Paul Davis <paul(a)linuxaudiosystems.com> wrote:
i don't want to blow my moderator points this
time, so get busy. there
is lots of confusion, mis-information and general cluelessness in the
responses so far. get to it, provide me with some stuff to moderate
upward ...
What a coincidence: I've had brewing in my mind in the last two days an
ALSA usability project. It would be pointless to post to /. about it,
so let me braindump here since I could actually get informed replies. :-)
Here are my primary goals:
1. Work on getting discover [0] to work with ALSA. discover is a project
developed by Progeny, designed to detect what hardware is available
and provide that information to userspace programs via the library
libdiscover.

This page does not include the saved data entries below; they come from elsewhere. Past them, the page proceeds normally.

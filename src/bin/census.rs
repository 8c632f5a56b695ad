//! Census income walkthrough
//!
//! Fetches the public census extract, recodes it into coarse categorical
//! features, trains a classifier on a stratified split, then asks the
//! tabular explainer why the model labelled one held-out person the way
//! it did.

use std::path::Path;

use anyhow::Result;
use ndarray::{Array1, Array2};

use glassbox::explain::{ExplainerConfig, TabularExplainer};
use glassbox::model::{class_targets, FeatureEncoder, LogisticConfig, LogisticTrainer, Trainer};
use glassbox::pipeline::{
    dataprep, display_dataset_stats, fetch_census, load_census, stratified_split, CENSUS_URL,
    LABEL_COLUMN,
};
use glassbox::report::{display_explanation, export_explanations, plot_explanation};
use glassbox::utils::{
    create_spinner, finish_with_success, print_banner, print_count, print_info, print_step_header,
    print_success,
};

const TRAIN_FRACTION: f64 = 0.8;
const SPLIT_SEED: u64 = 42;
const EXPLAIN_INDEX: usize = 5;

fn main() -> Result<()> {
    print_banner(
        "Census income: why did the model say that?",
        env!("CARGO_PKG_VERSION"),
    );

    print_step_header(1, "Load the census extract");
    let raw = match std::env::args().nth(1) {
        Some(path) => load_census(Path::new(&path))?,
        None => {
            let spinner = create_spinner("Downloading census extract...");
            let raw = fetch_census(CENSUS_URL)?;
            finish_with_success(&spinner, "Download complete");
            raw
        }
    };
    display_dataset_stats(&raw);

    print_step_header(2, "Recode into analysis-ready features");
    let cleaned = dataprep(&raw)?;
    print_count("Rows after dropping '?' records", cleaned.height());
    print_count("Columns after recoding", cleaned.width());

    print_step_header(3, "Partition into train and test");
    let partition = stratified_split(&cleaned, LABEL_COLUMN, TRAIN_FRACTION, SPLIT_SEED)?;
    print_count("Training rows", partition.train.height());
    print_count("Test rows", partition.test.height());

    print_step_header(4, "Train the classifier");
    let encoder = FeatureEncoder::fit(&partition.train, LABEL_COLUMN)?;
    let (classes, targets) = class_targets(&partition.train, LABEL_COLUMN)?;
    let features = encoder.transform(&partition.train)?;
    print_count("Encoded feature columns", encoder.width());

    let spinner = create_spinner("Fitting logistic regression...");
    let model = LogisticTrainer::new(LogisticConfig::default()).fit(features, targets, classes)?;
    finish_with_success(&spinner, "Model trained");

    let test_features = encoder.transform(&partition.test)?;
    let test_probs = model.predict_proba(&test_features)?;
    let (_, test_targets) = class_targets(&partition.test, LABEL_COLUMN)?;
    print_info(&format!(
        "Holdout accuracy: {:.3}",
        accuracy(&test_probs, &test_targets)
    ));

    print_step_header(5, "Explain one held-out prediction");
    let config = ExplainerConfig {
        num_features: 5,
        ..Default::default()
    };
    let explainer = TabularExplainer::new(&partition.train, LABEL_COLUMN, &encoder, config.clone())?;
    let explanations = explainer.explain(&partition.test, EXPLAIN_INDEX, model.as_ref())?;
    print_success(&format!("Explained test instance #{}", EXPLAIN_INDEX));

    print_step_header(6, "Render the contributions");
    for explanation in &explanations {
        display_explanation(explanation);
        plot_explanation(explanation, Path::new("census_explanation.png"))?;
    }
    export_explanations(
        &explanations,
        &config,
        "census",
        Path::new("census_explanation.json"),
    )?;
    print_success("Wrote census_explanation.png and census_explanation.json");

    Ok(())
}

/// Fraction of rows whose most probable class matches the target.
fn accuracy(probs: &Array2<f64>, targets: &Array1<usize>) -> f64 {
    let correct = probs
        .rows()
        .into_iter()
        .zip(targets.iter())
        .filter(|(row, target)| {
            let predicted = row
                .iter()
                .enumerate()
                .max_by(|a, b| a.1.partial_cmp(b.1).unwrap_or(std::cmp::Ordering::Equal))
                .map(|(idx, _)| idx)
                .unwrap_or(0);
            predicted == **target
        })
        .count();
    correct as f64 / targets.len().max(1) as f64
}
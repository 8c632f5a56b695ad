//! Categorical recoding tables
//!
//! This module replaces the original value-by-value string substitutions
//! with explicit immutable mappings (source category -> canonical bucket),
//! one per recoded column, plus a declared policy for unmapped values.

use std::collections::BTreeMap;

/// What to do with a source value that has no entry in the table.
///
/// The census walkthrough uses `Passthrough`: an unmapped value keeps its
/// original spelling and becomes its own singleton category downstream.
/// Maintainers extending a table should be aware that nothing fails loudly
/// when a new source value shows up; `Reject` is available for pipelines
/// that prefer an error over a silent singleton.
#[derive(Debug, Clone, Copy, PartialEq, Eq)]
pub enum UnmappedPolicy {
    /// Keep the source value unchanged.
    Passthrough,
    /// Treat an unmapped value as an error.
    Reject,
}

/// An immutable mapping from raw categorical values to canonical buckets.
#[derive(Debug, Clone)]
pub struct RecodeTable {
    /// Column this table applies to
    column: String,
    entries: BTreeMap<String, String>,
    policy: UnmappedPolicy,
}

impl RecodeTable {
    /// Build a table from (source, canonical) pairs.
    pub fn new(column: &str, pairs: &[(&str, &str)], policy: UnmappedPolicy) -> Self {
        let entries = pairs
            .iter()
            .map(|(from, to)| (from.to_string(), to.to_string()))
            .collect();
        Self {
            column: column.to_string(),
            entries,
            policy,
        }
    }

    /// Name of the column this table recodes.
    pub fn column(&self) -> &str {
        &self.column
    }

    /// Map a single source value to its canonical bucket.
    ///
    /// Returns `None` when the value is unmapped and the policy is `Reject`.
    pub fn apply(&self, value: &str) -> Option<String> {
        match self.entries.get(value) {
            Some(canonical) => Some(canonical.clone()),
            None => match self.policy {
                UnmappedPolicy::Passthrough => Some(value.to_string()),
                UnmappedPolicy::Reject => None,
            },
        }
    }

    /// The canonical buckets this table can produce, sorted and deduplicated.
    pub fn buckets(&self) -> Vec<String> {
        let mut buckets: Vec<String> = self.entries.values().cloned().collect();
        buckets.sort();
        buckets.dedup();
        buckets
    }
}

/// Employer type: collapse government and self-employment subtypes.
pub fn employer_table() -> RecodeTable {
    RecodeTable::new(
        "employer_type",
        &[
            ("Federal-gov", "Federal-Gov"),
            ("Local-gov", "SL-Gov"),
            ("State-gov", "SL-Gov"),
            ("Self-emp-inc", "Self-Employed"),
            ("Self-emp-not-inc", "Self-Employed"),
            ("Never-worked", "Not-Working"),
            ("Without-pay", "Not-Working"),
        ],
        UnmappedPolicy::Passthrough,
    )
}

/// Occupation: collapse fifteen job titles into coarse occupation groups.
pub fn occupation_table() -> RecodeTable {
    RecodeTable::new(
        "occupation",
        &[
            ("Adm-clerical", "Admin"),
            ("Armed-Forces", "Military"),
            ("Craft-repair", "Blue-Collar"),
            ("Farming-fishing", "Blue-Collar"),
            ("Handlers-cleaners", "Blue-Collar"),
            ("Machine-op-inspct", "Blue-Collar"),
            ("Transport-moving", "Blue-Collar"),
            ("Exec-managerial", "White-Collar"),
            ("Prof-specialty", "Professional"),
            ("Tech-support", "Technician"),
            ("Other-service", "Service"),
            ("Priv-house-serv", "Service"),
            ("Protective-serv", "Service"),
        ],
        UnmappedPolicy::Passthrough,
    )
}

/// Country of origin: bucket forty-one countries into regions.
pub fn country_table() -> RecodeTable {
    RecodeTable::new(
        "country",
        &[
            ("United-States", "North-America"),
            ("Canada", "North-America"),
            ("Outlying-US(Guam-USVI-etc)", "North-America"),
            ("England", "Euro_1"),
            ("France", "Euro_1"),
            ("Germany", "Euro_1"),
            ("Holand-Netherlands", "Euro_1"),
            ("Ireland", "Euro_1"),
            ("Scotland", "Euro_1"),
            ("Greece", "Euro_2"),
            ("Hungary", "Euro_2"),
            ("Italy", "Euro_2"),
            ("Poland", "Euro_2"),
            ("Portugal", "Euro_2"),
            ("Yugoslavia", "Euro_2"),
            ("Cambodia", "Asia"),
            ("China", "Asia"),
            ("Hong", "Asia"),
            ("India", "Asia"),
            ("Iran", "Asia"),
            ("Japan", "Asia"),
            ("Laos", "Asia"),
            ("Philippines", "Asia"),
            ("South", "Asia"),
            ("Taiwan", "Asia"),
            ("Thailand", "Asia"),
            ("Vietnam", "Asia"),
            ("Columbia", "Latin-America"),
            ("Cuba", "Latin-America"),
            ("Dominican-Republic", "Latin-America"),
            ("Ecuador", "Latin-America"),
            ("El-Salvador", "Latin-America"),
            ("Guatemala", "Latin-America"),
            ("Haiti", "Latin-America"),
            ("Honduras", "Latin-America"),
            ("Jamaica", "Latin-America"),
            ("Mexico", "Latin-America"),
            ("Nicaragua", "Latin-America"),
            ("Peru", "Latin-America"),
            ("Puerto-Rico", "Latin-America"),
            ("Trinadad&Tobago", "Latin-America"),
        ],
        UnmappedPolicy::Passthrough,
    )
}

/// Education: collapse sixteen levels into six.
pub fn education_table() -> RecodeTable {
    RecodeTable::new(
        "education",
        &[
            ("Preschool", "Dropout"),
            ("1st-4th", "Dropout"),
            ("5th-6th", "Dropout"),
            ("7th-8th", "Dropout"),
            ("9th", "Dropout"),
            ("10th", "Dropout"),
            ("11th", "Dropout"),
            ("12th", "Dropout"),
            ("HS-grad", "HS-Grad"),
            ("Some-college", "Associates"),
            ("Assoc-acdm", "Associates"),
            ("Assoc-voc", "Associates"),
            ("Prof-school", "Prof-School"),
        ],
        UnmappedPolicy::Passthrough,
    )
}

/// Marital status: collapse seven statuses into four.
pub fn marital_table() -> RecodeTable {
    RecodeTable::new(
        "marital_status",
        &[
            ("Married-AF-spouse", "Married"),
            ("Married-civ-spouse", "Married"),
            ("Married-spouse-absent", "Not-Married"),
            ("Separated", "Not-Married"),
            ("Divorced", "Not-Married"),
            ("Never-married", "Never-Married"),
        ],
        UnmappedPolicy::Passthrough,
    )
}

/// Race: an identity mapping for every observed value.
///
/// Kept for symmetry with the other tables so a future regrouping only
/// needs to edit entries here.
pub fn race_table() -> RecodeTable {
    RecodeTable::new(
        "race",
        &[
            ("White", "White"),
            ("Black", "Black"),
            ("Asian-Pac-Islander", "Asian-Pac-Islander"),
            ("Amer-Indian-Eskimo", "Amer-Indian-Eskimo"),
            ("Other", "Other"),
        ],
        UnmappedPolicy::Passthrough,
    )
}

/// All recoding tables applied by the census dataprep, in application order.
pub fn census_tables() -> Vec<RecodeTable> {
    vec![
        marital_table(),
        country_table(),
        education_table(),
        employer_table(),
        occupation_table(),
        race_table(),
    ]
}
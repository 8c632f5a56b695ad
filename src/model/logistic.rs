//! Multinomial logistic regression trainer
//!
//! Stands in for the original walkthrough's small neural network: the L2
//! penalty plays the role of the weight-decay knob. Any other conforming
//! `Trainer` can be swapped in without touching the workflow.

use anyhow::{Context, Result};
use linfa::prelude::*;
use linfa_logistic::MultiLogisticRegression;
use ndarray::{Array1, Array2};
use serde::{Deserialize, Serialize};

use super::{Classifier, Trainer};

/// Named hyperparameters for the logistic trainer.
#[derive(Debug, Clone, Serialize, Deserialize)]
pub struct LogisticConfig {
    /// L2 penalty strength (the "decay" of the original walkthrough)
    pub penalty: f64,
    /// Upper bound on optimizer iterations
    pub max_iterations: u64,
    /// Gradient norm at which the optimizer stops
    pub gradient_tolerance: f64,
}

impl Default for LogisticConfig {
    fn default() -> Self {
        Self {
            penalty: 1e-3,
            max_iterations: 200,
            gradient_tolerance: 1e-4,
        }
    }
}

/// Trainer wrapping `linfa_logistic::MultiLogisticRegression`.
#[derive(Debug, Clone, Default)]
pub struct LogisticTrainer {
    pub config: LogisticConfig,
}

impl LogisticTrainer {
    pub fn new(config: LogisticConfig) -> Self {
        Self { config }
    }
}

impl Trainer for LogisticTrainer {
    fn fit(
        &self,
        features: Array2<f64>,
        targets: Array1<usize>,
        classes: Vec<String>,
    ) -> Result<Box<dyn Classifier>> {
        let dataset = Dataset::new(features, targets);
        let fitted = MultiLogisticRegression::default()
            .alpha(self.config.penalty)
            .max_iterations(self.config.max_iterations)
            .gradient_tolerance(self.config.gradient_tolerance)
            .fit(&dataset)
            .context("Logistic regression training failed")?;
        Ok(Box::new(LogisticModel {
            inner: fitted,
            classes,
        }))
    }
}

struct LogisticModel {
    inner: linfa_logistic::MultiFittedLogisticRegression<f64, usize>,
    classes: Vec<String>,
}

impl Classifier for LogisticModel {
    fn classes(&self) -> &[String] {
        &self.classes
    }

    /// Softmax probabilities; column order matches `classes()` because the
    /// targets were encoded as sorted class indices.
    fn predict_proba(&self, features: &Array2<f64>) -> Result<Array2<f64>> {
        Ok(self.inner.predict_probabilities(features))
    }
}

#[cfg(test)]
mod tests {
    use super::*;
    use ndarray::array;

    #[test]
    fn test_fit_and_predict_separable_data() {
        // one feature cleanly separates the two classes
        let features = array![[0.0], [0.1], [0.2], [0.9], [1.0], [1.1]];
        let targets = array![0usize, 0, 0, 1, 1, 1];
        let classes = vec!["low".to_string(), "high".to_string()];

        let model = LogisticTrainer::default()
            .fit(features, targets, classes)
            .unwrap();

        let probs = model.predict_proba(&array![[0.05], [1.05]]).unwrap();
        assert_eq!(probs.shape(), &[2, 2]);
        assert!(probs[[0, 0]] > probs[[0, 1]]);
        assert!(probs[[1, 1]] > probs[[1, 0]]);
    }
}
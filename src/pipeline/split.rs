//! Stratified train/test partitioning
//!
//! The partition preserves the label distribution in both halves and is
//! fully determined by the seed, so a walkthrough run can be reproduced
//! exactly.

use anyhow::{Context, Result};
use polars::prelude::*;
use rand::rngs::StdRng;
use rand::seq::SliceRandom;
use rand::SeedableRng;

use super::error::PrepError;

/// A disjoint, label-stratified train/test partition.
#[derive(Debug)]
pub struct Partition {
    pub train: DataFrame,
    pub test: DataFrame,
}

/// Split a cleaned table into train and test, stratified on `label`.
///
/// Row indices are grouped by label value, each group is shuffled with a
/// seeded generator, and the leading `train_fraction` of every group goes
/// to the training half. For a fixed seed and fraction the partition is
/// identical across runs.
pub fn stratified_split(
    df: &DataFrame,
    label: &str,
    train_fraction: f64,
    seed: u64,
) -> Result<Partition> {
    if !(0.0..1.0).contains(&train_fraction) || train_fraction == 0.0 {
        anyhow::bail!(
            "train_fraction must be in (0, 1), got {}",
            train_fraction
        );
    }

    let labels = df
        .column(label)
        .with_context(|| format!("label column '{}' not found", label))?
        .str()?;

    // Group row indices by label value, keeping groups in a stable order
    let mut groups: Vec<(String, Vec<u32>)> = Vec::new();
    for (row, value) in labels.into_iter().enumerate() {
        let value = value.unwrap_or("").to_string();
        match groups.iter_mut().find(|(v, _)| *v == value) {
            Some((_, indices)) => indices.push(row as u32),
            None => groups.push((value, vec![row as u32])),
        }
    }
    groups.sort_by(|a, b| a.0.cmp(&b.0));

    let mut rng = StdRng::seed_from_u64(seed);
    let mut train_idx: Vec<u32> = Vec::new();
    let mut test_idx: Vec<u32> = Vec::new();
    for (_, mut indices) in groups {
        indices.shuffle(&mut rng);
        let cut = (indices.len() as f64 * train_fraction).round() as usize;
        let cut = cut.min(indices.len());
        train_idx.extend_from_slice(&indices[..cut]);
        test_idx.extend_from_slice(&indices[cut..]);
    }
    train_idx.sort_unstable();
    test_idx.sort_unstable();

    if train_idx.is_empty() || test_idx.is_empty() {
        return Err(PrepError::InsufficientData(format!(
            "split produced an empty partition ({} train, {} test rows)",
            train_idx.len(),
            test_idx.len()
        ))
        .into());
    }

    let train = df.take(&IdxCa::from_vec("train".into(), train_idx))?;
    let test = df.take(&IdxCa::from_vec("test".into(), test_idx))?;
    Ok(Partition { train, test })
}
//! Perturbation-based local surrogate explanations
//!
//! For one prediction, sample perturbations around the instance, weight
//! them by proximity, fit a sparse linear surrogate on the model's outputs,
//! and read the surrogate coefficients as per-feature contributions.

pub mod surrogate;
pub mod tabular;
pub mod text;

use serde::Serialize;

pub use tabular::TabularExplainer;
pub use text::TextExplainer;

/// Per-call parameters for an explanation.
#[derive(Debug, Clone, Serialize)]
pub struct ExplainerConfig {
    /// Contribution entries to surface per explained label
    pub num_features: usize,
    /// Labels to explain, most probable first
    pub num_labels: usize,
    /// Perturbations to sample around the instance
    pub num_samples: usize,
    /// Width of the exponential proximity kernel
    pub kernel_width: f64,
    /// Seed for the perturbation sampler
    pub seed: u64,
}

impl Default for ExplainerConfig {
    fn default() -> Self {
        Self {
            num_features: 5,
            num_labels: 1,
            num_samples: 1000,
            kernel_width: 0.75,
            seed: 42,
        }
    }
}

/// One signed contribution to one explained prediction.
#[derive(Debug, Clone, Serialize)]
pub struct FeatureWeight {
    /// Human-readable feature identifier ("occupation=Sales", token, ...)
    pub feature: String,
    /// Signed surrogate coefficient
    pub weight: f64,
}

/// The explanation of one instance for one predicted label.
#[derive(Debug, Clone, Serialize)]
pub struct Explanation {
    /// Class this explanation is for
    pub class: String,
    /// Model probability of that class for the instance
    pub probability: f64,
    /// Surrogate intercept (local baseline)
    pub intercept: f64,
    /// The `num_features` largest contributions, by absolute weight
    pub weights: Vec<FeatureWeight>,
}

impl Explanation {
    /// Order the top-k coefficients by absolute weight, descending.
    pub(crate) fn top_features(
        names: &[String],
        coefficients: &[f64],
        num_features: usize,
    ) -> Vec<FeatureWeight> {
        let mut ranked: Vec<(usize, f64)> = coefficients
            .iter()
            .copied()
            .enumerate()
            .collect();
        ranked.sort_by(|a, b| {
            b.1.abs()
                .partial_cmp(&a.1.abs())
                .unwrap_or(std::cmp::Ordering::Equal)
        });
        ranked
            .into_iter()
            .take(num_features)
            .map(|(idx, weight)| FeatureWeight {
                feature: names[idx].clone(),
                weight,
            })
            .collect()
    }
}

#[cfg(test)]
mod tests {
    use super::*;

    #[test]
    fn test_top_features_ranked_by_magnitude() {
        let names: Vec<String> = ["a", "b", "c", "d"].iter().map(|s| s.to_string()).collect();
        let coefficients = [0.1, -0.9, 0.5, -0.2];
        let top = Explanation::top_features(&names, &coefficients, 2);
        assert_eq!(top.len(), 2);
        assert_eq!(top[0].feature, "b");
        assert_eq!(top[0].weight, -0.9);
        assert_eq!(top[1].feature, "c");
    }

    #[test]
    fn test_top_features_capped_by_available() {
        let names: Vec<String> = ["a", "b"].iter().map(|s| s.to_string()).collect();
        let top = Explanation::top_features(&names, &[0.3, 0.1], 10);
        assert_eq!(top.len(), 2);
    }
}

It works reasonably well, but at this point only supports
OSS. I wrote to the mailing list yesterday asking questions about
how ALSA could be supported [1].
I believe this is a very promising project: here is an example of
the output on my machine:
$ sudo discover all
Silicon Integrated Systems (SiS) SG85C503
Unknown LITEON DVD-ROM LTD163D
Silicon Integrated Systems (SiS) SiS900 10/100 Ethernet
Realtek Semiconductor Co., Ltd. RTL-8139
Silicon Integrated Systems (SiS) 5513 [IDE]
Linux IDE-SCSI emulation layer
Creative Labs SB Live! EMU10000
Silicon Integrated Systems (SiS) 7001
Silicon Integrated Systems (SiS) 7001
Silicon Integrated Systems (SiS) SG86C201
NVIDIA Corporation GeForce [NV11]
Unknown WDC WD1200AB-00CBA1
Unknown ST360021A
$ sudo discover --module all | sort -u
emu10k1
ide-scsi
rtl8139
sis900
usb-ohci
2. Modify the ALSA drivers to put something useful in the card ID. Right
now you get card0, card1, etc., which is completely useless: if you wanted
to refer to the card by number, you'd just write hw:0.
Why is the card ID important? Because it can be used to enumerate and
select cards, the way other audio APIs will let you do! Using the syntax
hw:CARD=cardid you can select a device based on human-readable strings.
Today I get:
$ cat /proc/asound/cards
0 [card0 ]: EMU10K1 - Sound Blaster Live!
Sound Blaster Live! at 0xcc00, irq 11
1 [card1 ]: ICH - SiS SI7012
SiS SI7012 at 0xd800, irq 11
My goal is:
$ cat /proc/asound/cards
0 [SBLive ]: EMU10K1 - Sound Blaster Live!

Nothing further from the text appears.